The coming creative destruction no doubt will leave many now comfortable educators (and — thankfully — overpaid, superfluous administrators) out of work or otherwise greatly downsized, yet our “educational future is … one that, post-transition, is likely to be brighter for consumers,” i.e. students and parents.
With regards to “lower” education, the trend is toward cheaper, better, more flexible, more diverse, and more parent-friendly models. As for higher education, Reynolds outlines the following possible future scenarios: contraction back down to more sustainable sizes (deflation of the bubble); reconfiguration in the direction of less expensive options (online, community college, cheaper state schools); substitution of degree programs with certificates in more practical and needed fields (such as skilled labor); exit from higher education altogether (less income without tens of thousands of dollars in debt is becoming increasingly more appealing); or, lastly, new and unforeseen models of higher education.

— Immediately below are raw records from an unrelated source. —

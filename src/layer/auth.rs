//! Authentication credentials for outgoing requests

use base64::{engine::general_purpose, Engine as _};

/// Authentication credentials
///
/// Credentials live in the request context and are turned into a header by
/// the service layer just before the request hits the transport.
#[derive(Debug, Clone)]
pub enum AuthCredentials {
    /// Bearer token authentication
    Bearer(String),

    /// API key authentication
    ApiKey { key: String, header: String },

    /// Basic HTTP authentication
    Basic { username: String, password: String },
}

impl AuthCredentials {
    /// Create bearer token credentials
    pub fn bearer(token: impl Into<String>) -> Self {
        Self::Bearer(token.into())
    }

    /// Create API key credentials
    pub fn api_key(key: impl Into<String>, header: impl Into<String>) -> Self {
        Self::ApiKey {
            key: key.into(),
            header: header.into(),
        }
    }

    /// Create basic auth credentials
    pub fn basic(username: impl Into<String>, password: impl Into<String>) -> Self {
        Self::Basic {
            username: username.into(),
            password: password.into(),
        }
    }

    /// Get the header name and value for this credential
    pub fn to_header(&self) -> (String, String) {
        match self {
            AuthCredentials::Bearer(token) => {
                ("Authorization".to_string(), format!("Bearer {}", token))
            }
            AuthCredentials::ApiKey { key, header } => (header.clone(), key.clone()),
            AuthCredentials::Basic { username, password } => {
                let credentials = format!("{}:{}", username, password);
                let encoded = general_purpose::STANDARD.encode(credentials.as_bytes());
                ("Authorization".to_string(), format!("Basic {}", encoded))
            }
        }
    }
}

#[cfg(test)]
mod tests {
    use super::*;

    #[test]
    fn test_bearer_credentials() {
        let creds = AuthCredentials::bearer("test-token");
        let (header, value) = creds.to_header();

        assert_eq!(header, "Authorization");
        assert_eq!(value, "Bearer test-token");
    }

    #[test]
    fn test_api_key_credentials() {
        let creds = AuthCredentials::api_key("secret-key", "X-API-Key");
        let (header, value) = creds.to_header();

        assert_eq!(header, "X-API-Key");
        assert_eq!(value, "secret-key");
    }

    #[test]
    fn test_basic_credentials() {
        let creds = AuthCredentials::basic("user", "pass");
        let (header, value) = creds.to_header();

        assert_eq!(header, "Authorization");
        assert!(value.starts_with("Basic "));
    }
}
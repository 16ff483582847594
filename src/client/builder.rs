//! Client builder for constructing exchange clients

use std::{sync::Arc, time::Duration};

use tower_layer::Layer;
use url::Url;

use crate::{
    agent::AgentHost,
    client::{AgentClient, ClientConfig},
    codec::{Codec, JsonCodec},
    layer::{AuthCredentials, ValidationLayer},
    protocol::error::A2aError,
    service::ExchangeService,
    transport::{HttpTransport, LoopbackTransport, Transport},
};

/// Builder for constructing exchange clients
///
/// Provides a fluent API for configuring transport, codec, authentication
/// and timeouts, and assembles the Tower service stack on build.
///
/// # Example
///
/// ```rust,no_run
/// use std::time::Duration;
/// use a2a_exchange::prelude::*;
///
/// # fn example() -> Result<(), A2aError> {
/// let url = "http://localhost:5209/".parse().unwrap();
/// let client = ClientBuilder::new_http(url)
///     .with_timeout(Duration::from_secs(60))
///     .build()?;
/// # Ok(())
/// # }
/// ```
pub struct ClientBuilder<T: Transport> {
    agent_url: Url,
    transport: Option<T>,
    codec: Option<Arc<dyn Codec>>,
    auth: Option<AuthCredentials>,
    timeout: Duration,
}

impl<T: Transport> ClientBuilder<T> {
    /// Create a builder for the agent at the given URL
    ///
    /// A transport must be supplied with [`with_transport`](Self::with_transport)
    /// before [`build`](Self::build) succeeds.
    pub fn new(agent_url: Url) -> Self {
        Self {
            agent_url,
            transport: None,
            codec: None,
            auth: None,
            timeout: Duration::from_secs(30),
        }
    }

    /// Use a custom transport
    pub fn with_transport(mut self, transport: T) -> Self {
        self.transport = Some(transport);
        self
    }

    /// Use a custom codec
    pub fn with_codec(mut self, codec: Arc<dyn Codec>) -> Self {
        self.codec = Some(codec);
        self
    }

    /// Enable bearer token authentication
    pub fn with_bearer_auth(mut self, token: impl Into<String>) -> Self {
        self.auth = Some(AuthCredentials::bearer(token));
        self
    }

    /// Enable API key authentication
    pub fn with_api_key_auth(mut self, key: impl Into<String>, header: impl Into<String>) -> Self {
        self.auth = Some(AuthCredentials::api_key(key, header));
        self
    }

    /// Enable basic HTTP authentication
    pub fn with_basic_auth(
        mut self,
        username: impl Into<String>,
        password: impl Into<String>,
    ) -> Self {
        self.auth = Some(AuthCredentials::basic(username, password));
        self
    }

    /// Set custom authentication credentials
    pub fn with_auth(mut self, credentials: AuthCredentials) -> Self {
        self.auth = Some(credentials);
        self
    }

    /// Set the request timeout
    pub fn with_timeout(mut self, timeout: Duration) -> Self {
        self.timeout = timeout;
        self
    }

    /// Build the exchange client
    ///
    /// # Errors
    ///
    /// Returns an error if no transport has been configured.
    pub fn build(self) -> Result<AgentClient<T>, A2aError> {
        let transport = self.transport.ok_or_else(|| {
            A2aError::Protocol(
                "Transport not configured. Call with_transport() or use new_http()".into(),
            )
        })?;

        let codec = self.codec.unwrap_or_else(|| Arc::new(JsonCodec));

        let service = ExchangeService::new(transport.clone(), codec.clone());
        let service = ValidationLayer::new().layer(service);

        let mut config = ClientConfig::new(self.agent_url.clone()).with_timeout(self.timeout);
        if let Some(auth) = self.auth {
            config = config.with_auth(auth);
        }

        Ok(AgentClient::new(service, transport, codec, config))
    }
}

impl ClientBuilder<HttpTransport> {
    /// Create a builder with HTTP transport (HTTP+JSON binding)
    pub fn new_http(agent_url: Url) -> Self {
        let transport = HttpTransport::new(agent_url.clone());
        Self::new(agent_url).with_transport(transport)
    }
}

impl ClientBuilder<LoopbackTransport> {
    /// Create a builder talking to an in-process agent host
    pub fn loopback(host: AgentHost) -> Self {
        let transport = LoopbackTransport::new(host);
        let agent_url = transport.base_url().clone();
        Self::new(agent_url).with_transport(transport)
    }
}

This last point highlights the entrepreneurial opportunity the creative destruction of higher education affords. “The chances of this happening are actually pretty good,” Reynolds writes. “There are a lot of smart people thinking about the problem, and what they come up with may be as hard to predict today as Facebook or Twitter were in 1993.”
One minor criticism of The New School is that its subtitle does not really fit the book. Reynolds does not really seek to show how “the information age will save American education from itself” but simply argues that it will. This is actually a major strength of the book’s content, in fact. Without saying too little, Reynolds maintains a respectable intellectual humility. He offers several clear trends and possible outcomes but ultimately does not claim to know precisely what the future of American education will look like. Rather, the one thing he is clear about — and most certainly right about — is that American education cannot continue on in the next decade or so as it has in the past. Reynolds repeatedly references economist Herb Stein: “If something cannot go on forever, it will stop.”
A bigger criticism would be that with such a clear analysis, it is disappointing that the moral dimension of our education crisis does not receive a more detailed treatment from Reynolds. It is not absent, but neither is it conspicuous. Our education system continues to be sold to parents and students as an effective means for upward income mobility, when, in fact, this is less and less often the case. Unless students are pursuing STEM fields, this amounts to demonstrably false advertising. The fact that many Christian liberal arts colleges and universities would equally fall under this critique is especially troubling to me. With more than $1 trillion in student debt in the U.S., this is a major issue of social justice, and Christian institutions, who proclaim that God “will bring justice to the poor” (Psalm 72:4), ought to be leading the way in pioneering new models and approaches to provide cheaper, higher quality education tailored to the needs of the 21st century.
“Everybody knows there’s a problem” — what Reynolds offers is a sober, yet hopeful, picture of that problem’s likely resolve. In that regard, The New School is essential reading not just for educators or commentators but for everyone. I would particularly recommend it to parents wondering what is the best path to pursue or recommend for their children. The New School doesn’t promise specific answers, but it certainly can point people away from the current outdated and failing model and toward many exciting new alternatives. And that alone is an achievement.